==== Entries supplied

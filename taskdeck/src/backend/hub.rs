//! WebSocket client for the `taskdeck-hub` data service.
//!
//! Implements the [`Backend`] trait over one WebSocket connection.
//! Requests are correlated by [`RequestId`]; a background reader task
//! resolves pending requests and forwards change events to the current
//! subscription channel.

use std::collections::HashMap;
use std::sync::Arc;
use std::sync::atomic::{AtomicBool, Ordering};
use std::time::Duration;

use futures_util::{SinkExt, StreamExt};
use parking_lot::Mutex;
use tokio::sync::{mpsc, oneshot};
use tokio_tungstenite::tungstenite::Message;
use tokio_tungstenite::{MaybeTlsStream, WebSocketStream, connect_async};

use taskdeck_proto::api::{self, ApiRequest, ApiResponse, ChangeEvent, ClientFrame, RequestId, ServerFrame};
use taskdeck_proto::contact::{Contact, ContactId, ContactPatch, NewContact};
use taskdeck_proto::task::{FullTask, SubtaskId, TaskDraft, TaskId, TaskStatus};

use super::{Backend, BackendError};

/// Type alias for the write half of a WebSocket connection.
type WsSender = futures_util::stream::SplitSink<
    WebSocketStream<MaybeTlsStream<tokio::net::TcpStream>>,
    Message,
>;

/// Type alias for the read half of a WebSocket connection.
type WsReader =
    futures_util::stream::SplitStream<WebSocketStream<MaybeTlsStream<tokio::net::TcpStream>>>;

/// Requests awaiting a response, keyed by correlation id.
type PendingMap = Arc<Mutex<HashMap<RequestId, oneshot::Sender<ApiResponse>>>>;

/// Slot for the current change-event subscription channel.
type ChangeSlot = Arc<Mutex<Option<mpsc::Sender<ChangeEvent>>>>;

/// Default timeout for connecting to the hub.
const DEFAULT_CONNECT_TIMEOUT: Duration = Duration::from_secs(10);

/// Buffer size for the change-event channel handed out by `subscribe`.
const CHANGE_BUFFER: usize = 64;

/// WebSocket backend implementing the [`Backend`] trait.
///
/// Created via [`HubBackend::connect`], which establishes the WebSocket
/// connection and spawns a background reader task. Requests carry no
/// response deadline: a pending request resolves when the hub answers or
/// fails with [`BackendError::ConnectionClosed`] when the connection dies.
pub struct HubBackend {
    /// The hub WebSocket URL (ws:// or wss://).
    hub_url: String,
    /// Write half of the WebSocket connection (shared for concurrent sends).
    ws_sender: Arc<tokio::sync::Mutex<WsSender>>,
    /// Requests awaiting their correlated response.
    pending: PendingMap,
    /// Current change-event subscription, replaced on each `subscribe`.
    change_tx: ChangeSlot,
    /// Whether the WebSocket connection to the hub is active.
    connected: Arc<AtomicBool>,
    /// Handle to the background reader task (kept alive for the backend's lifetime).
    _reader_handle: tokio::task::JoinHandle<()>,
}

impl HubBackend {
    /// Connect to a hub with the default connect timeout.
    ///
    /// # Errors
    ///
    /// See [`HubBackend::connect_with_timeout`].
    pub async fn connect(hub_url: &str) -> Result<Self, BackendError> {
        Self::connect_with_timeout(hub_url, DEFAULT_CONNECT_TIMEOUT).await
    }

    /// Connect to a hub, establishing the WebSocket connection and spawning
    /// the background reader task.
    ///
    /// # Errors
    ///
    /// - [`BackendError::ConnectTimeout`] if the connection does not come up
    ///   within `connect_timeout`.
    /// - [`BackendError::Io`] if the hub cannot be reached.
    pub async fn connect_with_timeout(
        hub_url: &str,
        connect_timeout: Duration,
    ) -> Result<Self, BackendError> {
        let (ws_stream, _response) = tokio::time::timeout(connect_timeout, connect_async(hub_url))
            .await
            .map_err(|_| {
                tracing::warn!(url = hub_url, "hub WebSocket connect timed out");
                BackendError::ConnectTimeout
            })?
            .map_err(|e| {
                tracing::warn!(url = hub_url, err = %e, "hub WebSocket connect failed");
                BackendError::Io(std::io::Error::other(format!("hub connect failed: {e}")))
            })?;

        tracing::info!(url = hub_url, "connected to hub");

        let (ws_sender, ws_reader) = ws_stream.split();

        let pending: PendingMap = Arc::new(Mutex::new(HashMap::new()));
        let change_tx: ChangeSlot = Arc::new(Mutex::new(None));
        let connected = Arc::new(AtomicBool::new(true));

        let reader_handle = tokio::spawn(reader_loop(
            ws_reader,
            Arc::clone(&pending),
            Arc::clone(&change_tx),
            Arc::clone(&connected),
        ));

        Ok(Self {
            hub_url: hub_url.to_string(),
            ws_sender: Arc::new(tokio::sync::Mutex::new(ws_sender)),
            pending,
            change_tx,
            connected,
            _reader_handle: reader_handle,
        })
    }

    /// Return the hub URL this backend is connected to.
    #[must_use]
    pub fn hub_url(&self) -> &str {
        &self.hub_url
    }

    /// Send a request and wait for its correlated response.
    ///
    /// There is deliberately no response deadline: the future resolves when
    /// the hub answers, or fails when the connection goes down (the reader
    /// task drops the pending map, waking all waiters).
    async fn request(&self, request: ApiRequest) -> Result<ApiResponse, BackendError> {
        if !self.connected.load(Ordering::Relaxed) {
            return Err(BackendError::ConnectionClosed);
        }

        let id = RequestId::new();
        let (tx, rx) = oneshot::channel();
        self.pending.lock().insert(id, tx);

        let frame = ClientFrame::Request { id, request };
        let bytes = api::encode_client(&frame)?;

        {
            let mut sender = self.ws_sender.lock().await;
            if let Err(e) = sender.send(Message::Binary(bytes.into())).await {
                tracing::warn!(request_id = %id, err = %e, "hub send failed");
                self.pending.lock().remove(&id);
                self.connected.store(false, Ordering::Relaxed);
                return Err(BackendError::ConnectionClosed);
            }
        }

        rx.await.map_err(|_| BackendError::ConnectionClosed)
    }

    /// Send a mutation and map the hub's answer to `Ok(())` or an error.
    async fn mutate(&self, request: ApiRequest) -> Result<(), BackendError> {
        match self.request(request).await? {
            ApiResponse::Ack => Ok(()),
            ApiResponse::Error { reason } => Err(BackendError::Rejected(reason)),
            other => Err(BackendError::UnexpectedResponse(format!("{other:?}"))),
        }
    }
}

impl Backend for HubBackend {
    async fn list_contacts(&self) -> Result<Vec<Contact>, BackendError> {
        match self.request(ApiRequest::ListContacts).await? {
            ApiResponse::Contacts(contacts) => Ok(contacts),
            ApiResponse::Error { reason } => Err(BackendError::Rejected(reason)),
            other => Err(BackendError::UnexpectedResponse(format!("{other:?}"))),
        }
    }

    async fn get_contact(&self, id: ContactId) -> Result<Option<Contact>, BackendError> {
        match self.request(ApiRequest::GetContact { id }).await? {
            ApiResponse::Contact(contact) => Ok(contact),
            ApiResponse::Error { reason } => Err(BackendError::Rejected(reason)),
            other => Err(BackendError::UnexpectedResponse(format!("{other:?}"))),
        }
    }

    async fn insert_contact(&self, contact: NewContact) -> Result<(), BackendError> {
        self.mutate(ApiRequest::InsertContact { contact }).await
    }

    async fn update_contact(&self, id: ContactId, patch: ContactPatch) -> Result<(), BackendError> {
        self.mutate(ApiRequest::UpdateContact { id, patch }).await
    }

    async fn delete_contact(&self, id: ContactId) -> Result<(), BackendError> {
        self.mutate(ApiRequest::DeleteContact { id }).await
    }

    async fn list_tasks(&self) -> Result<Vec<FullTask>, BackendError> {
        match self.request(ApiRequest::ListTasks).await? {
            ApiResponse::Tasks(tasks) => Ok(tasks),
            ApiResponse::Error { reason } => Err(BackendError::Rejected(reason)),
            other => Err(BackendError::UnexpectedResponse(format!("{other:?}"))),
        }
    }

    async fn insert_task(&self, draft: TaskDraft) -> Result<(), BackendError> {
        self.mutate(ApiRequest::InsertTask { draft }).await
    }

    async fn update_task_status(&self, id: TaskId, status: TaskStatus) -> Result<(), BackendError> {
        self.mutate(ApiRequest::UpdateTaskStatus { id, status }).await
    }

    async fn delete_task(&self, id: TaskId) -> Result<(), BackendError> {
        self.mutate(ApiRequest::DeleteTask { id }).await
    }

    async fn set_subtask_done(&self, id: SubtaskId, is_done: bool) -> Result<(), BackendError> {
        self.mutate(ApiRequest::SetSubtaskDone { id, is_done }).await
    }

    /// Open a fresh change-event channel and tell the hub to feed it.
    ///
    /// The previous channel (if any) is dropped, so its receiver sees the
    /// stream end rather than duplicate events.
    async fn subscribe(&self) -> Result<mpsc::Receiver<ChangeEvent>, BackendError> {
        let (tx, rx) = mpsc::channel(CHANGE_BUFFER);
        *self.change_tx.lock() = Some(tx);

        let bytes = api::encode_client(&ClientFrame::Subscribe)?;
        let mut sender = self.ws_sender.lock().await;
        sender.send(Message::Binary(bytes.into())).await.map_err(|e| {
            tracing::warn!(err = %e, "hub subscribe failed");
            self.connected.store(false, Ordering::Relaxed);
            BackendError::ConnectionClosed
        })?;

        Ok(rx)
    }

    fn is_connected(&self) -> bool {
        self.connected.load(Ordering::Relaxed)
    }
}

/// Background task that reads WebSocket frames and dispatches them.
///
/// Responses resolve the matching pending request; change events go to the
/// current subscription channel. Malformed frames are logged and skipped —
/// the task does not disconnect on bad data.
///
/// On close or error, sets `connected` to `false` and drops all pending
/// senders so every in-flight request fails with `ConnectionClosed`.
async fn reader_loop(
    mut ws_reader: WsReader,
    pending: PendingMap,
    change_tx: ChangeSlot,
    connected: Arc<AtomicBool>,
) {
    while let Some(msg_result) = ws_reader.next().await {
        match msg_result {
            Ok(Message::Binary(data)) => match api::decode_server(&data) {
                Ok(ServerFrame::Response { id, response }) => {
                    let waiter = pending.lock().remove(&id);
                    if let Some(tx) = waiter {
                        // A closed receiver just means the caller gave up.
                        let _ = tx.send(response);
                    } else {
                        tracing::debug!(request_id = %id, "response for unknown request");
                    }
                }
                Ok(ServerFrame::Change(event)) => {
                    let sender = change_tx.lock().clone();
                    if let Some(tx) = sender {
                        if let Err(e) = tx.try_send(event) {
                            tracing::warn!(err = %e, "change event dropped");
                        }
                    }
                }
                Err(e) => {
                    tracing::warn!(err = %e, "malformed hub frame, skipping");
                }
            },
            Ok(Message::Close(_)) => {
                tracing::info!("hub WebSocket closed by server");
                break;
            }
            Ok(_) => {
                // Ignore text, ping, pong frames.
            }
            Err(e) => {
                tracing::warn!(err = %e, "hub WebSocket read error");
                break;
            }
        }
    }
    connected.store(false, Ordering::Relaxed);
    pending.lock().clear();
    change_tx.lock().take();
    tracing::info!("hub reader task exiting");
}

========

Task to carry out ::
Among the lines above, find those with the word "ChangeEvent". Copy them.

Solution to the problem ::
use taskdeck_proto::api::{self, ApiRequest, ApiResponse, ChangeEvent, ClientFrame, RequestId, ServerFrame};
type ChangeSlot = Arc<Mutex<Option<mpsc::Sender<ChangeEvent>>>>;
    async fn subscribe(&self) -> Result<mpsc::Receiver<ChangeEvent>, BackendError> {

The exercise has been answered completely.